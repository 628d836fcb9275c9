//! Wire-level building blocks for DNS-shaped discovery protocols.
//!
//! Everything in here works on plain byte buffers in network byte order. Reads
//! are bounds-checked against the message they came from, so a hostile or
//! truncated datagram surfaces as a [`CodecError`] instead of a panic.

use thiserror::Error;

pub const DNS_HDR_LEN: usize = 12;
pub const MAX_LABEL_LEN: usize = 63;
pub const MAX_NAME_LEN: usize = 255;

const POINTER_TAG: u8 = 0xC0;
const POINTER_OFFSET_HIGH: u8 = 0x3F;
const RESPONSE_FLAG: u16 = 0x8000;

#[derive(Debug, Error, Clone, PartialEq, Eq)]
pub enum CodecError {
    #[error("packet is {len} bytes, shorter than the 12-byte header")]
    Undersized { len: usize },

    #[error("unexpected end of packet at offset {offset}")]
    Truncated { offset: usize },

    #[error("record at offset {offset} declares {declared} data bytes but only {remaining} remain")]
    RecordOverflow {
        offset: usize,
        declared: usize,
        remaining: usize,
    },

    #[error("compression pointer at offset {at} targets {target}, which is not an earlier name")]
    BadPointer { at: usize, target: usize },

    #[error("label type {0:#04x} is not supported")]
    UnsupportedLabel(u8),

    #[error("name exceeds 255 bytes")]
    NameTooLong,

    #[error("label '{0}' exceeds 63 bytes")]
    LabelTooLong(String),

    #[error("'{name}' is not a valid domain name: {reason}")]
    InvalidName { name: String, reason: String },
}

/// The fixed 12-byte message header.
#[derive(Debug, Clone, Copy, Default, PartialEq, Eq)]
pub struct Header {
    pub id: u16,
    pub flags: u16,
    pub questions: u16,
    pub answers: u16,
    pub authorities: u16,
    pub additionals: u16,
}

impl Header {
    /// Header of an outbound query carrying a single question.
    pub fn query() -> Self {
        Self {
            questions: 1,
            ..Self::default()
        }
    }

    pub fn encode(&self) -> [u8; DNS_HDR_LEN] {
        let mut buffer: [u8; DNS_HDR_LEN] = [0u8; DNS_HDR_LEN];
        let fields: [u16; 6] = [
            self.id,
            self.flags,
            self.questions,
            self.answers,
            self.authorities,
            self.additionals,
        ];
        for (idx, field) in fields.iter().enumerate() {
            buffer[idx * 2..idx * 2 + 2].copy_from_slice(&field.to_be_bytes());
        }
        buffer
    }

    pub fn decode(data: &[u8]) -> Result<Self, CodecError> {
        if data.len() < DNS_HDR_LEN {
            return Err(CodecError::Undersized { len: data.len() });
        }
        let field = |idx: usize| u16::from_be_bytes([data[idx * 2], data[idx * 2 + 1]]);
        Ok(Self {
            id: field(0),
            flags: field(1),
            questions: field(2),
            answers: field(3),
            authorities: field(4),
            additionals: field(5),
        })
    }

    /// Answers, authority and additional records summed.
    ///
    /// Consumers treat all three sections alike, so they are parsed as one list.
    pub fn record_count(&self) -> usize {
        usize::from(self.answers) + usize::from(self.authorities) + usize::from(self.additionals)
    }

    pub fn is_response(&self) -> bool {
        self.flags & RESPONSE_FLAG != 0
    }
}

/// Normalizes a (possibly internationalized) domain name to its ASCII form.
pub fn normalize_name(name: &str) -> Result<String, CodecError> {
    idna::domain_to_ascii(name).map_err(|e| CodecError::InvalidName {
        name: name.to_string(),
        reason: e.to_string(),
    })
}

/// Encodes `name` as a sequence of length-prefixed labels ending in the root label.
pub fn encode_name(name: &str) -> Result<Vec<u8>, CodecError> {
    let ascii: String = normalize_name(name)?;
    let mut encoded: Vec<u8> = Vec::with_capacity(ascii.len() + 2);
    for label in ascii.split('.') {
        if label.is_empty() {
            continue;
        }
        if label.len() > MAX_LABEL_LEN {
            return Err(CodecError::LabelTooLong(label.to_string()));
        }
        encoded.push(label.len() as u8);
        encoded.extend_from_slice(label.as_bytes());
    }
    encoded.push(0);

    if encoded.len() > MAX_NAME_LEN {
        return Err(CodecError::NameTooLong);
    }
    Ok(encoded)
}

/// Decodes the name starting at `start`, following compression pointers.
///
/// Returns the dotted name and the offset right after it in the original
/// stream, i.e. after the terminating zero label or after the first pointer.
/// Every pointer must target an offset before the name (or pointer target) it
/// was found in, which bounds the walk to the message length.
pub fn decode_name(message: &[u8], start: usize) -> Result<(String, usize), CodecError> {
    let mut labels: Vec<String> = Vec::new();
    let mut total_len: usize = 0;
    let mut cursor: usize = start;
    let mut floor: usize = start;
    let mut resume: Option<usize> = None;

    loop {
        let len: u8 = *message
            .get(cursor)
            .ok_or(CodecError::Truncated { offset: cursor })?;

        match len & POINTER_TAG {
            0x00 if len == 0 => {
                cursor += 1;
                break;
            }
            0x00 => {
                let begin: usize = cursor + 1;
                let end: usize = begin + usize::from(len);
                let bytes: &[u8] = message
                    .get(begin..end)
                    .ok_or(CodecError::Truncated { offset: begin })?;

                total_len += usize::from(len) + 1;
                if total_len > MAX_NAME_LEN {
                    return Err(CodecError::NameTooLong);
                }
                labels.push(String::from_utf8_lossy(bytes).into_owned());
                cursor = end;
            }
            POINTER_TAG => {
                let low: u8 = *message
                    .get(cursor + 1)
                    .ok_or(CodecError::Truncated { offset: cursor + 1 })?;
                let target: usize = (usize::from(len & POINTER_OFFSET_HIGH) << 8) | usize::from(low);
                if target >= floor {
                    return Err(CodecError::BadPointer { at: cursor, target });
                }
                resume.get_or_insert(cursor + 2);
                floor = target;
                cursor = target;
            }
            other => return Err(CodecError::UnsupportedLabel(other)),
        }
    }

    Ok((labels.join("."), resume.unwrap_or(cursor)))
}

/// A forward-only cursor over one message.
#[derive(Debug, Clone)]
pub struct Reader<'a> {
    message: &'a [u8],
    pos: usize,
}

impl<'a> Reader<'a> {
    pub fn new(message: &'a [u8]) -> Self {
        Self { message, pos: 0 }
    }

    pub fn at(message: &'a [u8], pos: usize) -> Self {
        Self { message, pos }
    }

    pub fn position(&self) -> usize {
        self.pos
    }

    pub fn remaining(&self) -> usize {
        self.message.len().saturating_sub(self.pos)
    }

    pub fn message(&self) -> &'a [u8] {
        self.message
    }

    pub fn seek(&mut self, pos: usize) {
        self.pos = pos;
    }

    pub fn read_bytes(&mut self, len: usize) -> Result<&'a [u8], CodecError> {
        let bytes: &[u8] = self
            .message
            .get(self.pos..self.pos + len)
            .ok_or(CodecError::Truncated { offset: self.pos })?;
        self.pos += len;
        Ok(bytes)
    }

    pub fn read_u8(&mut self) -> Result<u8, CodecError> {
        Ok(self.read_bytes(1)?[0])
    }

    pub fn read_u16(&mut self) -> Result<u16, CodecError> {
        let bytes: &[u8] = self.read_bytes(2)?;
        Ok(u16::from_be_bytes([bytes[0], bytes[1]]))
    }

    pub fn read_u32(&mut self) -> Result<u32, CodecError> {
        let bytes: &[u8] = self.read_bytes(4)?;
        Ok(u32::from_be_bytes([bytes[0], bytes[1], bytes[2], bytes[3]]))
    }

    pub fn read_name(&mut self) -> Result<String, CodecError> {
        let (name, next) = decode_name(self.message, self.pos)?;
        self.pos = next;
        Ok(name)
    }
}

// ╔════════════════════════════════════════════╗
// ║ ████████╗███████╗███████╗████████╗███████╗ ║
// ║ ╚══██╔══╝██╔════╝██╔════╝╚══██╔══╝██╔════╝ ║
// ║    ██║   █████╗  ███████╗   ██║   ███████╗ ║
// ║    ██║   ██╔══╝  ╚════██║   ██║   ╚════██║ ║
// ║    ██║   ███████╗███████║   ██║   ███████║ ║
// ║    ╚═╝   ╚══════╝╚══════╝   ╚═╝   ╚══════╝ ║
// ╚════════════════════════════════════════════╝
-=-=-
# TASK STATEMENT
Take every line above that includes "UnsupportedLabel" and list it.

# TASK RESPONSE
    UnsupportedLabel(u8),
            other => return Err(CodecError::UnsupportedLabel(other)),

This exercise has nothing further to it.